Friday, August 3, 2012: 10:20 AM
Faculty of Economics, TBA
The present study analyzes symbolic categories elaborated by military police officers taking leave of absence for psychological assistance, aiming to understand how these social actors create meaning on the process of illness in relation to their work. We investigate the trajectory of these police officers, taking health into account as a thread of narrative. Furthermore, we discuss the process of treatment provided by the military police institution until the readmission to working activity. Those narratives are grounded on police officers’ everyday lives, based on morally produced categories such as humiliation, shame and fear.
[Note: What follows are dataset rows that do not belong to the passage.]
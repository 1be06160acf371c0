//! Input normalization: keyboard keys and pointer swipes both become a
//! [`Direction`](crate::game::Direction) for the engine.

pub mod handler;
pub mod swipe;

pub use handler::{InputHandler, InputIntent};
pub use swipe::{PointerPosition, SwipeHandler, SwipeTracker, classify, dispatch};
pub mod human;

pub use human::HumanMode;
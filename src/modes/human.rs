use anyhow::{Context, Result};
use crossterm::{
    event::{DisableMouseCapture, EnableMouseCapture, Event, EventStream},
    execute,
    terminal::{EnterAlternateScreen, LeaveAlternateScreen, disable_raw_mode, enable_raw_mode},
};
use futures::StreamExt;
use ratatui::{Terminal, backend::CrosstermBackend};
use std::io::{Stderr, stderr};
use std::time::Duration;
use tokio::time::{MissedTickBehavior, interval};
use tracing::{info, warn};

use crate::game::{GameConfig, GameEngine, GameSnapshot, StepOutcome};
use crate::input::{InputHandler, InputIntent};
use crate::render::Renderer;
use crate::tick::TickDriver;

/// Interactive session: one engine, one game clock, keyboard and mouse input
pub struct HumanMode {
    engine: GameEngine,
    ticker: TickDriver,
    input: InputHandler,
    renderer: Renderer,
    should_quit: bool,
}

impl HumanMode {
    pub fn new(config: GameConfig) -> Self {
        let ticker = TickDriver::new(config.tick_interval());
        let input = InputHandler::new(&config);

        Self {
            engine: GameEngine::new(config),
            ticker,
            input,
            renderer: Renderer::new(),
            should_quit: false,
        }
    }

    pub fn engine(&self) -> &GameEngine {
        &self.engine
    }

    pub fn snapshot(&self) -> GameSnapshot {
        self.engine.snapshot()
    }

    pub fn should_quit(&self) -> bool {
        self.should_quit
    }

    pub async fn run(&mut self) -> Result<()> {
        // Setup terminal
        enable_raw_mode().context("Failed to enable raw mode")?;
        let mut stderr = stderr();
        execute!(stderr, EnterAlternateScreen, EnableMouseCapture)
            .context("Failed to enter alternate screen")?;
        let backend = CrosstermBackend::new(stderr);
        let mut terminal = Terminal::new(backend).context("Failed to create terminal")?;
        terminal.hide_cursor().context("Failed to hide cursor")?;
        terminal.clear().context("Failed to clear terminal")?;

        info!(
            board_size = self.engine.config().board_size,
            tick_ms = self.ticker.period().as_millis() as u64,
            "session started"
        );

        // Run game loop with cleanup
        let result = self.run_game_loop(&mut terminal).await;

        self.ticker.stop();
        let cleanup = self.cleanup_terminal(&mut terminal);
        info!(
            score = self.engine.state().score,
            ticks = self.ticker.ticks(),
            "session ended"
        );

        result.and(cleanup)
    }

    async fn run_game_loop(
        &mut self,
        terminal: &mut Terminal<CrosstermBackend<Stderr>>,
    ) -> Result<()> {
        let mut event_stream = EventStream::new();

        // Redraw at ~30 FPS, independent of the game clock
        let mut render_timer = interval(Duration::from_millis(33));
        render_timer.set_missed_tick_behavior(MissedTickBehavior::Skip);

        self.ticker.start();

        loop {
            tokio::select! {
                maybe_event = event_stream.next() => {
                    match maybe_event {
                        Some(Ok(event)) => self.handle_event(&event),
                        Some(Err(err)) => {
                            return Err(err).context("Failed to read terminal event");
                        }
                        None => self.should_quit = true,
                    }
                }

                _ = self.ticker.tick() => {
                    self.on_tick();
                }

                _ = render_timer.tick() => {
                    let snapshot = self.engine.snapshot();
                    terminal.draw(|frame| {
                        self.renderer.render(frame, &snapshot);
                    }).context("Failed to draw frame")?;
                }

                _ = tokio::signal::ctrl_c() => {
                    self.should_quit = true;
                }
            }

            if self.should_quit {
                break;
            }
        }

        Ok(())
    }

    /// Funnel one terminal event into the engine
    pub fn handle_event(&mut self, event: &Event) {
        let intent = self.input.handle_event(event);
        self.apply_intent(intent);
    }

    pub fn apply_intent(&mut self, intent: InputIntent) {
        match intent {
            InputIntent::Steer(direction) => self.engine.set_direction(direction),
            InputIntent::Restart => self.reset_game(),
            InputIntent::Quit => self.should_quit = true,
            InputIntent::None => {}
        }
    }

    /// One game clock tick
    pub fn on_tick(&mut self) -> StepOutcome {
        self.engine.step()
    }

    fn reset_game(&mut self) {
        self.engine.reset();
        if self.ticker.is_running() {
            self.ticker.restart();
        }
    }

    fn cleanup_terminal(
        &mut self,
        terminal: &mut Terminal<CrosstermBackend<Stderr>>,
    ) -> Result<()> {
        if let Err(err) = disable_raw_mode() {
            warn!(%err, "failed to disable raw mode");
        }
        execute!(
            terminal.backend_mut(),
            DisableMouseCapture,
            LeaveAlternateScreen
        )
        .context("Failed to leave alternate screen")?;
        terminal.show_cursor().context("Failed to show cursor")?;
        Ok(())
    }
}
Such representations may point out to a reality socially and historically constructed, with roots in the processes of idealizing the context of work, which in some cases may generate psychological suffering.Officers under medical assistance consider that their work offers unhealthy conditions, as expressed in discourses of denouncement, through which they present themselves subjected to exhausting routines associated to physical exhaustion, stress and suffering, besides the risk of death involved with the practice. These aspects inflict on psychological damages, at times even permanently, which in severe cases have led to suicide. Such a pressure on the body, and the building up of the self under this pressure of exercising duty, may ignite the appearance of a symptomatology, leading to serious health problems, especially related to mental health such as depression. In other cases, these pressures are used to justify violent or illegal acts. In this sense, this paper is based on fieldwork conducted at the facility responsible for the assistance of military officers taking leave of absence for health treatment, with in-depth interviews with these social actors in the context of interaction with the medical staff inside a clinic.